Wednesday, March 07, 2007

Why I'm Not a Mountain Climber

Last night, I caught the last half of Touching the Void on PBS. Smith was watching it and was hiding under the covers as I came in. I got sucked in immediately and watched the rest of the story with my mouth hanging wide open.

Note: this post is a complete **SPOILER**

The part where I came in with Smith hiding under the covers was when Joe broke his leg. Simon and Joe were climbing a mountain together in Peru. This was day 4. They were out of food, out of water and out of fuel. The break, was a bad one. cringing bad. hiding under the covers bad. Simon and Joe had to try and descend - despite the passing-out pain.

They rigged up a 300 foot line between them. Joe would go down first and Simon would hold steady. At the end of the rope, Joe would get settled and tug on the rope and then Simon would descend. Slow going. Did I mention the blizzard??? Then Joe hits an icy patch and slides slides slides off an ice cliff. He's dangling in mid-air, unable to yell back up to Simon to tell him what happened. He hangs there for an hour? 2 hours? trying desperately with frozen fingers and a broken leg to climb back up the rope. The sight below him is a crevasse.

At the top, Simon is losing his footing and slipping. After much anguish (and 2 hours of holding Joe) he cuts the rope. He assumes the worst for Joe and digs a snow cave for the night against the blizzard.

Joe falls into the crevasse.
Somehow his fall manages to stop at a slightly level spot near the top of the ice cave. He spends the night in scary, pain-ridden darkness, expecting to die. By morning light, he pulls on the rope, thinking that Simon is still attached and maybe he can pull him out, if he is still alive. He pulls in the end of the cut rope and cries.

Day 5: Simon awakes and descends the ice cliff, sees the crevasse. He assumes Joe is dead, no way he could have survived a fall into that crevasse. He begins a slow descent down the glacier, weary, dehydrated and assuming he will die too. A day later he makes the base camp where a friend is waiting - and can't believe the horrible state that Simon is in.

Meanwhile, up in the crevasse. Joe decides, well, since I'm already dead, I might as well see what's at the bottom of the crevasse. He goes down the 300 meter rope and if he hits bottom, great, if he gets to the end of the rope with no bottom in sight, he decides he'll just let go.

He hits bottom. He sees a small opening of light across the way. Crawls to it and crawls out onto the side of the mountain. yeah! relief!
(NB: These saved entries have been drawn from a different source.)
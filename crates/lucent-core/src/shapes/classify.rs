//! Shape classification.

use super::{ShapeDescriptor, ShapeKind};
use crate::scene::{Primitive, SceneNode};

/// Classify a primitive type and rotation.
///
/// Only unrotated rectangles and ellipses have analytic distance formulas;
/// everything else is complex. Never fails.
pub fn classify_kind(primitive: Primitive, rotation: f64) -> ShapeKind {
    match primitive {
        Primitive::Rectangle if rotation == 0.0 => ShapeKind::Rectangle,
        Primitive::Ellipse if rotation == 0.0 => ShapeKind::Ellipse,
        _ => ShapeKind::Complex,
    }
}

/// Build the descriptor for a scene node.
pub fn classify(node: &SceneNode) -> ShapeDescriptor {
    let kind = classify_kind(node.primitive, node.rotation);
    log::debug!("Classified node {} ({:?}) as {}", node.id, node.primitive, kind.name());
    ShapeDescriptor::new(node.width, node.height, node.corner_radius, kind)
}

#[cfg(test)]
mod tests {
    use super::*;
    use crate::shapes::Uniform;
    use kurbo::{Affine, Point};
    use uuid::Uuid;

    fn node(primitive: Primitive, rotation: f64) -> SceneNode {
        SceneNode {
            id: Uuid::new_v4(),
            name: "shape".to_string(),
            primitive,
            parent: None,
            children: Vec::new(),
            visible: true,
            opacity: 1.0,
            absolute_transform: Some(Affine::IDENTITY),
            position: Point::ZERO,
            width: 200.0,
            height: 100.0,
            rotation,
            corner_radius: Uniform::Single(50.0),
            glass: None,
        }
    }

    #[test]
    fn test_unrotated_primitives() {
        assert_eq!(classify_kind(Primitive::Rectangle, 0.0), ShapeKind::Rectangle);
        assert_eq!(classify_kind(Primitive::Ellipse, 0.0), ShapeKind::Ellipse);
        assert_eq!(classify_kind(Primitive::Ellipse, -0.0), ShapeKind::Ellipse);
    }

    #[test]
    fn test_rotated_primitives_are_complex() {
        assert_eq!(classify_kind(Primitive::Rectangle, 15.0), ShapeKind::Complex);
        assert_eq!(classify_kind(Primitive::Ellipse, 0.001), ShapeKind::Complex);
    }

    #[test]
    fn test_other_primitives_are_complex() {
        for primitive in [
            Primitive::Vector,
            Primitive::BooleanOperation,
            Primitive::Frame,
            Primitive::Text,
            Primitive::Other,
        ] {
            assert_eq!(classify_kind(primitive, 0.0), ShapeKind::Complex);
        }
        assert_eq!(classify_kind(Primitive::Rectangle, f64::NAN), ShapeKind::Complex);
    }

    #[test]
    fn test_classify_is_stable() {
        let n = node(Primitive::Rectangle, 0.0);
        let first = classify(&n);
        let second = classify(&n);
        assert_eq!(first, second);
        assert_eq!(first.kind, ShapeKind::Rectangle);
        assert_eq!(first.corner_radius, Uniform::Single(50.0));
    }
}
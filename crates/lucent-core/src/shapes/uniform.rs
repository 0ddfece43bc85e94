//! Values that may disagree across several targets.

use serde::{Deserialize, Serialize};

/// A value shared by every member of a set, or a marker that the members
/// disagree.
#[derive(Debug, Clone, Copy, PartialEq, Eq, Hash, Serialize, Deserialize)]
#[serde(rename_all = "kebab-case")]
pub enum Uniform<T> {
    Single(T),
    Heterogeneous,
}

impl<T: PartialEq + Copy> Uniform<T> {
    /// Combine two observations. Equal singles stay single.
    pub fn merge(self, other: Self) -> Self {
        match (self, other) {
            (Uniform::Single(a), Uniform::Single(b)) if a == b => Uniform::Single(a),
            _ => Uniform::Heterogeneous,
        }
    }

    /// Fold a sequence of values. `None` for an empty sequence.
    pub fn from_values(values: impl IntoIterator<Item = T>) -> Option<Self> {
        values
            .into_iter()
            .map(Uniform::Single)
            .reduce(Uniform::merge)
    }

    /// The shared value, if there is one.
    pub fn single(self) -> Option<T> {
        match self {
            Uniform::Single(v) => Some(v),
            Uniform::Heterogeneous => None,
        }
    }

    pub fn unwrap_or(self, default: T) -> T {
        self.single().unwrap_or(default)
    }

    pub fn is_heterogeneous(self) -> bool {
        matches!(self, Uniform::Heterogeneous)
    }
}

impl<T> From<T> for Uniform<T> {
    fn from(value: T) -> Self {
        Uniform::Single(value)
    }
}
And then he has to descend with his broken leg by himself. Day 6. Day 7 he makes it to the gigantic boulders at the base of the glacier. He rigs his sleeping pad around his leg to ease some of the inevitable falls he'll take. He is delirious. He crawls, he hops and he passes out. A stupid pop song will not get out of his head. He starts to doubt that anyone will be there at the camp. At some point in the night of day 8, he is awoken by a sharp smell - brought to by the incredible realization that he has been crawling through the latrine of the base camp. He starts to yell Simon's name.

Simon wakes up. And finds him, 4 days after leaving him for dead.



I could not help but ask at which point in the ordeal I would have just given up. It was all just too much. Joe was very candid in his retelling of his night in the crevasse, things that went through his mind at each stage. He is one amazing human being! If you haven't seen this movie or read the book, it has to be worth it, even knowing how it ends. It was just incredible.